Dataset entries

..............................

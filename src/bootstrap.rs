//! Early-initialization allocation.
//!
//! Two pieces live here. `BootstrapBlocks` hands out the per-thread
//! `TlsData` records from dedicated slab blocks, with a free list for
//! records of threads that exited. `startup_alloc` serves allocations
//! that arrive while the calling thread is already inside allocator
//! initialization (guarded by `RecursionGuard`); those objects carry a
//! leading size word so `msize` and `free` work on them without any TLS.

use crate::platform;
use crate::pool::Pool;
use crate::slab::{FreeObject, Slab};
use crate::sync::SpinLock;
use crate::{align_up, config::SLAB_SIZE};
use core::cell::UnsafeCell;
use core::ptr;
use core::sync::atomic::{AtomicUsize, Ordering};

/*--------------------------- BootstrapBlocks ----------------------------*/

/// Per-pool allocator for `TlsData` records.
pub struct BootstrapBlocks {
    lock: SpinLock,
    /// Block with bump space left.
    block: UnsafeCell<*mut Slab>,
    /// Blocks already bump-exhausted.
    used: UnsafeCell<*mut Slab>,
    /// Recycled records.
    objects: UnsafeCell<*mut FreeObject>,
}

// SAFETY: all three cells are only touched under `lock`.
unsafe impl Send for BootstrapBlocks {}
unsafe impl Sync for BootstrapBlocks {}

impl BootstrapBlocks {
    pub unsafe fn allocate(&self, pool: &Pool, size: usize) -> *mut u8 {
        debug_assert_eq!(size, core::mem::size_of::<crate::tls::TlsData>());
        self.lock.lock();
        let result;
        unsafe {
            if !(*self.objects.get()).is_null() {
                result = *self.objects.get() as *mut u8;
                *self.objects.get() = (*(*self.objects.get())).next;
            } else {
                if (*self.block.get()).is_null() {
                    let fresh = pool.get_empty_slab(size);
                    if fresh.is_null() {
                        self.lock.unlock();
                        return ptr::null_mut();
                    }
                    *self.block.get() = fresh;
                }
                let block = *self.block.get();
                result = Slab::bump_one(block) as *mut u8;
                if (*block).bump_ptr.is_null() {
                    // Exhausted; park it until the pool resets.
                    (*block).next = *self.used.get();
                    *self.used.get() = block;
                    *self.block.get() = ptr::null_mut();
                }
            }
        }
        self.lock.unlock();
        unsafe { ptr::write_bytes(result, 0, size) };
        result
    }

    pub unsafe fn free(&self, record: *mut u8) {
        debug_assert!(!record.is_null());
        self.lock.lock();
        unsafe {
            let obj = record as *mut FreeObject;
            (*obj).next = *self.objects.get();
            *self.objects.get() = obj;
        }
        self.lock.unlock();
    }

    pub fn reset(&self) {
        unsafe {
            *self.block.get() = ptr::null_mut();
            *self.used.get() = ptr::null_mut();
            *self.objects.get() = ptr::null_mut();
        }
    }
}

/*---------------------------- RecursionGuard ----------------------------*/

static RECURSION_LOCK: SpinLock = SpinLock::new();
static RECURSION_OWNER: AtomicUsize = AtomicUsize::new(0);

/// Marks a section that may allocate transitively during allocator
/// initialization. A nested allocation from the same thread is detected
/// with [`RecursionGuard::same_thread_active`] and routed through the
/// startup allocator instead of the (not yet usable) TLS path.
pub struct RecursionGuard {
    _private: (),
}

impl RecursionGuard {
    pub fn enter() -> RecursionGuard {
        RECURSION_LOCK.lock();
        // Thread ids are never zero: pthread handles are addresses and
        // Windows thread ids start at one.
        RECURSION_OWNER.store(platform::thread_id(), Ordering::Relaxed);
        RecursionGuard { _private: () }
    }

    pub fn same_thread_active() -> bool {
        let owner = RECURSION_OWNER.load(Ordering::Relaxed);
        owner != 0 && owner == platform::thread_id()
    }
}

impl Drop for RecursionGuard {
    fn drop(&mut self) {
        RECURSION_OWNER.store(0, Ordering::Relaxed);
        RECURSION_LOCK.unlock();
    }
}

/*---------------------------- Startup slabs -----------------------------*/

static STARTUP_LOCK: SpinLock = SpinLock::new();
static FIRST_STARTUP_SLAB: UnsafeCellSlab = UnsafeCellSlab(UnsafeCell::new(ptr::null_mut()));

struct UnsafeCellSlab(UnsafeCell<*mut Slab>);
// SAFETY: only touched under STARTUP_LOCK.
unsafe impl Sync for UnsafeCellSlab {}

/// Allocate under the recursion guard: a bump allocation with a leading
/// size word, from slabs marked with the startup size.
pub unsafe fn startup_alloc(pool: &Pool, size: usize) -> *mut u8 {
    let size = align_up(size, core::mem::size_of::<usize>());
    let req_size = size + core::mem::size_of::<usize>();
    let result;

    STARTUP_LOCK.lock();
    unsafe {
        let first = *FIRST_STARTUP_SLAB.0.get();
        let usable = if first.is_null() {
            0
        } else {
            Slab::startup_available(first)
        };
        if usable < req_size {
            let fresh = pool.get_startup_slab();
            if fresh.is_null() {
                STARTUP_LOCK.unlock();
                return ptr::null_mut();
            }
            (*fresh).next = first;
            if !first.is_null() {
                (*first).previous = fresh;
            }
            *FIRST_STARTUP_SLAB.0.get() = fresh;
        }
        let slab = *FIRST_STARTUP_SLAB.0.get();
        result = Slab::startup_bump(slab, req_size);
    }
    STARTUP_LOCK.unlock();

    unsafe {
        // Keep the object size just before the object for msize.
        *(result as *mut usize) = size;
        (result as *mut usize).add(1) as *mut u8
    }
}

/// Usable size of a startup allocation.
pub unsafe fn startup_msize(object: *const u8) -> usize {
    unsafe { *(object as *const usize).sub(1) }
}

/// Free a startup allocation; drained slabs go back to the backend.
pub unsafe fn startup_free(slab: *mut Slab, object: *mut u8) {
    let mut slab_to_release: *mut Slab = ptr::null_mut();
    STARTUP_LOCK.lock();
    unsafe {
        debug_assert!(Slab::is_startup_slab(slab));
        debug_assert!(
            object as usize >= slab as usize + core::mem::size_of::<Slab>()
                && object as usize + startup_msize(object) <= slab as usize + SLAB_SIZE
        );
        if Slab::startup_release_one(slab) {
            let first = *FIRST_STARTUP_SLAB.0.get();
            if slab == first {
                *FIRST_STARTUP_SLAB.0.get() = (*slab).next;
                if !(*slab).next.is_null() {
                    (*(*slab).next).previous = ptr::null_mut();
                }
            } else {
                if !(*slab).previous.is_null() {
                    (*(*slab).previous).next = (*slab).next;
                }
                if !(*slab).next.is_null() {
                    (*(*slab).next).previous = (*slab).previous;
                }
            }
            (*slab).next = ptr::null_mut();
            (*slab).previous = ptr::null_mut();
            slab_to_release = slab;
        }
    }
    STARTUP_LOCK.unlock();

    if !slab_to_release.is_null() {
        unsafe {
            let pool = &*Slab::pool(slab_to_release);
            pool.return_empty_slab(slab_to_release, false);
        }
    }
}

..............................

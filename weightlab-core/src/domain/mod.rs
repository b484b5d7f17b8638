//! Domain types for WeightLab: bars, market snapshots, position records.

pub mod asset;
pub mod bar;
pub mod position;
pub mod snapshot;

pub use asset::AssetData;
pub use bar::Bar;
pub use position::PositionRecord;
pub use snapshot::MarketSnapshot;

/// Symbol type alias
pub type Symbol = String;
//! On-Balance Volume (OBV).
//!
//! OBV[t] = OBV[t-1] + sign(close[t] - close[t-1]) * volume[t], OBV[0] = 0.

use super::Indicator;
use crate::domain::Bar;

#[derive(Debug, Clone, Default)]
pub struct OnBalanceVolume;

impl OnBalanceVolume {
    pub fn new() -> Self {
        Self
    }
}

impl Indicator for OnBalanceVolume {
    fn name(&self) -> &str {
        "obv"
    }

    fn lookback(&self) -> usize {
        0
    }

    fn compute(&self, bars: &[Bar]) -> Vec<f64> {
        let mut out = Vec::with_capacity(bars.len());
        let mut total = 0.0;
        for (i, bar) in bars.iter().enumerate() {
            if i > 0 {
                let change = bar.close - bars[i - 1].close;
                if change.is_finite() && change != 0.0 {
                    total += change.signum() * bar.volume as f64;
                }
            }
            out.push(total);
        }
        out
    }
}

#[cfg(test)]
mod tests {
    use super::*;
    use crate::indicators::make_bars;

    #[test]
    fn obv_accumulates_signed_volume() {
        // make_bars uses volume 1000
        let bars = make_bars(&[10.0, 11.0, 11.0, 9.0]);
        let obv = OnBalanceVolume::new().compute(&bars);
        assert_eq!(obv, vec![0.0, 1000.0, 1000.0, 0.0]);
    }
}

..............................

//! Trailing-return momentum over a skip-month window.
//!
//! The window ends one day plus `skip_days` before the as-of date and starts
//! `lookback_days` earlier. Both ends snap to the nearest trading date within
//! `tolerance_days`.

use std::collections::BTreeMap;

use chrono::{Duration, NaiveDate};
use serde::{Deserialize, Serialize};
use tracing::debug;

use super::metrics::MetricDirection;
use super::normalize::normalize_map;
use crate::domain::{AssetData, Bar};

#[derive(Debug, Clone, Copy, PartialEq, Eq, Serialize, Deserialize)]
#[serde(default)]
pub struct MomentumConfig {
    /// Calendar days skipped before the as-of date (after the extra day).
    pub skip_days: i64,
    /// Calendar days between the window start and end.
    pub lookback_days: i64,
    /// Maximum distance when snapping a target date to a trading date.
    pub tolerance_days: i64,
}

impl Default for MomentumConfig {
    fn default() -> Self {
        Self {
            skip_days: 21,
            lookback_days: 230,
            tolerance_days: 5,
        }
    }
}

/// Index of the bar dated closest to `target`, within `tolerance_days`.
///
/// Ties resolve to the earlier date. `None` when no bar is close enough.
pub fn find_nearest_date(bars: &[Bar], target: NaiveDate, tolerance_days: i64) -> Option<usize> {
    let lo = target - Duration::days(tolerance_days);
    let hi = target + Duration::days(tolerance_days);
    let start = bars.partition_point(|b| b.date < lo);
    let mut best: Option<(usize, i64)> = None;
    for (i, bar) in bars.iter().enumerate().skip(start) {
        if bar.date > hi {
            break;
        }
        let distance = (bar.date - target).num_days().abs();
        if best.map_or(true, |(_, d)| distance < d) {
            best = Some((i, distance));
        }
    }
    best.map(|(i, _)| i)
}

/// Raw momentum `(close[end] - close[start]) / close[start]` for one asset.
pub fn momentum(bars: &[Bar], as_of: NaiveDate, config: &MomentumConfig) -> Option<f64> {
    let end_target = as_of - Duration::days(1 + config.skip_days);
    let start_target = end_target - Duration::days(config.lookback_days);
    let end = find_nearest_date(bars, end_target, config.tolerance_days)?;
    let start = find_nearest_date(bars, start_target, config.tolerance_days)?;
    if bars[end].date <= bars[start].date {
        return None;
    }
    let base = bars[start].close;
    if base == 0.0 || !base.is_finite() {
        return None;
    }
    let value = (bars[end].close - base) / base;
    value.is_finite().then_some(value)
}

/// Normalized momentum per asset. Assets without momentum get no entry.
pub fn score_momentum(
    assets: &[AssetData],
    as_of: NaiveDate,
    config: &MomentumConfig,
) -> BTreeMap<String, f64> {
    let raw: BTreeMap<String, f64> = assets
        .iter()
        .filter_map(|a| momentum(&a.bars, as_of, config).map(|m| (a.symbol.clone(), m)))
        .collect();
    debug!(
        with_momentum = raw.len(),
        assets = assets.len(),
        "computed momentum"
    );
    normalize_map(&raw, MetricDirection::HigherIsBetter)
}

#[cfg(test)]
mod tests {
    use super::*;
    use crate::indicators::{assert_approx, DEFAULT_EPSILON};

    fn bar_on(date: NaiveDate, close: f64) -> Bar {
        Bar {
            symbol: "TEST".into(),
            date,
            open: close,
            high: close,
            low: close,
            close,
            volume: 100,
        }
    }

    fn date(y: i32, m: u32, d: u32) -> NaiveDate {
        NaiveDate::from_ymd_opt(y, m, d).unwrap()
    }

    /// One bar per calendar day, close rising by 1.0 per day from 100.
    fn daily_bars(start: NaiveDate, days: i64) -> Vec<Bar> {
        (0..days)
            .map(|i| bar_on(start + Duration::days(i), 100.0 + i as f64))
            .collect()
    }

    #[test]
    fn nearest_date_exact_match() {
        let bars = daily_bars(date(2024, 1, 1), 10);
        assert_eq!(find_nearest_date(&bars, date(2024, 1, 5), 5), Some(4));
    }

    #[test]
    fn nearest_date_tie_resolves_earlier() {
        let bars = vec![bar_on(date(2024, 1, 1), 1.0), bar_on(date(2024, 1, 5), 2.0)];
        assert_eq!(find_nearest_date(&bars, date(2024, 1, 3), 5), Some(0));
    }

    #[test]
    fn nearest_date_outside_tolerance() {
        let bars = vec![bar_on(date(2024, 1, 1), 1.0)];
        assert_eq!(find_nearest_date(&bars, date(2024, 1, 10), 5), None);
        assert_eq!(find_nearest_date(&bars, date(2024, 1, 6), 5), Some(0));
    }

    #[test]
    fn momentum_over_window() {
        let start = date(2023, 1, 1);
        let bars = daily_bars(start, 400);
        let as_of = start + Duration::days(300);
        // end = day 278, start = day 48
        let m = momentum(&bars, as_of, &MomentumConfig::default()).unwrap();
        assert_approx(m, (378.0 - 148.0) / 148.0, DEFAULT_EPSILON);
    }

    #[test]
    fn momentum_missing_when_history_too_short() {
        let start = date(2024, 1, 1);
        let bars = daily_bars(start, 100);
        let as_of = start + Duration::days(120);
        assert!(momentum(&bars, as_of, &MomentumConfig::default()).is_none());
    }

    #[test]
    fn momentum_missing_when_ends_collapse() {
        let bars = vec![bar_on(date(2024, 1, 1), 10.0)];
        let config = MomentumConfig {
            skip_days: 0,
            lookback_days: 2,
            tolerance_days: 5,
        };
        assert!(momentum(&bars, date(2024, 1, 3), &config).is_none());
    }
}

..............................

TASK DETAILS: Among the records above, only the lines between the line holding "best.map(|(i, _)| i)" and the line holding "let value = (bars[end].close", inclusive, are to be output, exactly as written.

WRITTEN SOLUTION:
    best.map(|(i, _)| i)
}

/// Raw momentum `(close[end] - close[start]) / close[start]` for one asset.
pub fn momentum(bars: &[Bar], as_of: NaiveDate, config: &MomentumConfig) -> Option<f64> {
    let end_target = as_of - Duration::days(1 + config.skip_days);
    let start_target = end_target - Duration::days(config.lookback_days);
    let end = find_nearest_date(bars, end_target, config.tolerance_days)?;
    let start = find_nearest_date(bars, start_target, config.tolerance_days)?;
    if bars[end].date <= bars[start].date {
        return None;
    }
    let base = bars[start].close;
    if base == 0.0 || !base.is_finite() {
        return None;
    }
    let value = (bars[end].close - base) / base;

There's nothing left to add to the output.